Juan Guaido, qui a tenté en vain de susciter un soulèvement armé le 30 avril, s'est aussi engagé sur la voie du dialogue. Deux rounds de pourparlers ont eu lieu en mai à Oslo entre les délégués de l'opposition et ceux du camp présidentiel, sans résultat tangible.

Cette semaine, il a exclu un nouveau dialogue après le décès du capitaine de corvette Rafael Acosta Arevalo. Le militaire, en détention pour avoir participé à une "tentative de coup d'État" déjouée, selon le gouvernement chaviste, est mort samedi 29 juin "après avoir été torturé", selon Juan Guaido.

L'armée "à l'avant-garde"

Dans son discours de vendredi, Juan Guaido a précisé "ne pas avoir peur" du dialogue si ce dernier permet de concrétiser les trois objectifs qu'il lui a assignés : le départ de Nicolas Maduro, la mise en place d'un "gouvernement de transition" et l'organisation d'"élections libres".

Peu de temps auparavant, à l'autre bout de Caracas, Nicolas Maduro a lui-même évoqué le dialogue et a répété son "appel" à un nouveau round, à l'issue du défilé militaire de la fête nationale. Mais il a aussi appelé l'armée, clé de voûte du système politique vénézuélien, à se placer à "l'avant-garde morale, spirituelle, idéologique, physique et matérielle", en disant son "attachement à la famille militaire".

Au plan international, le président vénézuélien est très critiqué en raison de la situation des droits de l'Homme dans le pays.

En présentant un rapport vendredi, la Haut-Commissaire de l'ONU aux droits de l'Homme Michelle Bachelet a dénoncé l'"érosion de l'État de droit" au Venezuela.

Mme Bachelet a toutefois estimé qu'il fallait "donner une opportunité" au gouvernement de mener des réformes, sans fixer de "date butoir".

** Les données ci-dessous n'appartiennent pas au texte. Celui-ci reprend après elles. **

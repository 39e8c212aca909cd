//! The repair queue.
//!
//! A multi-writer, multi-reader queue of injured segments, ordered by injury
//! severity (fewest healthy pieces first), deduplicated by segment path.
//! A dequeue takes a lease; at most one worker repairs a segment at a time.
//! A worker that dies holds its lease until it goes stale, after which the
//! entry is reclaimable. Entries that keep failing are dead-lettered after a
//! bounded number of attempts and surface to operators.

use std::collections::HashMap;

use parking_lot::Mutex;
use tracing::{debug, warn};

use orbit_common::path::SegmentPath;

/// One dequeued work item.
#[derive(Debug, Clone, PartialEq, Eq)]
pub struct InjuredSegment {
    pub path: SegmentPath,
    pub healthy: u16,
}

#[derive(Debug)]
struct Entry {
    healthy: u16,
    seq: u64,
    attempts: u32,
    lease_until_ms: Option<u64>,
}

#[derive(Debug, Default)]
struct State {
    entries: HashMap<SegmentPath, Entry>,
    seq: u64,
    dead: Vec<(SegmentPath, u32)>,
}

#[derive(Debug)]
pub struct RepairQueue {
    lease_ms: u64,
    max_attempts: u32,
    state: Mutex<State>,
}

impl RepairQueue {
    #[must_use]
    pub fn new(lease_ms: u64, max_attempts: u32) -> Self {
        RepairQueue {
            lease_ms,
            max_attempts,
            state: Mutex::new(State::default()),
        }
    }

    /// Enqueue or refresh an injured segment. Re-inserting an existing path
    /// updates its severity and keeps its attempt count.
    pub fn insert(&self, path: SegmentPath, healthy: u16) {
        let mut state = self.state.lock();
        state.seq += 1;
        let seq = state.seq;
        state
            .entries
            .entry(path)
            .and_modify(|entry| entry.healthy = healthy)
            .or_insert(Entry {
                healthy,
                seq,
                attempts: 0,
                lease_until_ms: None,
            });
    }

    /// Take the most injured unleased segment, acquiring a lease on it.
    /// Stale leases are reclaimed here.
    pub fn dequeue(&self, now_ms: u64) -> Option<InjuredSegment> {
        let mut state = self.state.lock();
        let candidate = state
            .entries
            .iter()
            .filter(|(_, entry)| match entry.lease_until_ms {
                Some(until) => until < now_ms, // stale lease
                None => true,
            })
            .min_by_key(|(_, entry)| (entry.healthy, entry.seq))
            .map(|(path, entry)| InjuredSegment {
                path: path.clone(),
                healthy: entry.healthy,
            })?;
        if let Some(entry) = state.entries.get_mut(&candidate.path) {
            entry.lease_until_ms = Some(now_ms + self.lease_ms);
        }
        debug!(path = %candidate.path, healthy = candidate.healthy, "segment dequeued for repair");
        Some(candidate)
    }

    /// Extend the lease while a long repair is in flight.
    pub fn renew(&self, path: &SegmentPath, now_ms: u64) {
        if let Some(entry) = self.state.lock().entries.get_mut(path) {
            if entry.lease_until_ms.is_some() {
                entry.lease_until_ms = Some(now_ms + self.lease_ms);
            }
        }
    }

    /// Remove a finished (or no-longer-injured) segment.
    pub fn complete(&self, path: &SegmentPath) {
        self.state.lock().entries.remove(path);
    }

    /// Record a failed attempt: requeue, or dead-letter past the budget.
    pub fn fail(&self, path: &SegmentPath) {
        let mut state = self.state.lock();
        let dead = match state.entries.get_mut(path) {
            Some(entry) => {
                entry.attempts += 1;
                entry.lease_until_ms = None;
                entry.attempts >= self.max_attempts
            }
            None => return,
        };
        if dead {
            if let Some(entry) = state.entries.remove(path) {
                warn!(%path, attempts = entry.attempts, "repair dead-lettered");
                state.dead.push((path.clone(), entry.attempts));
            }
        }
    }

    #[must_use]
    pub fn len(&self) -> usize {
        self.state.lock().entries.len()
    }

    #[must_use]
    pub fn is_empty(&self) -> bool {
        self.len() == 0
    }

    /// Segments abandoned after repeated failures, for operator attention.
    #[must_use]
    pub fn dead_letters(&self) -> Vec<(SegmentPath, u32)> {
        self.state.lock().dead.clone()
    }
}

Nombre "extrêmement élevé" d'exécutions extrajudiciaires

Elle a souligné le "nouvel engagement" de Caracas à la suite de la libération de 62 détenus quelques jours après sa visite et a évoqué la libération de 22 autres personnes, dont le journaliste Braulio Jatar et la juge Lourdes Afiuni.

À Caracas, le Tribunal suprême de justice a confirmé la révision des mesures de détention contre le journaliste et la juge, mais leur libération n'est pas encore effective.

Dans son rapport rendu public jeudi, Michelle Bachelet, qui s'est rendue à Caracas en juin, dénonce aussi un nombre "extrêmement élevé" d'exécutions extrajudiciaires présumées au Venezuela.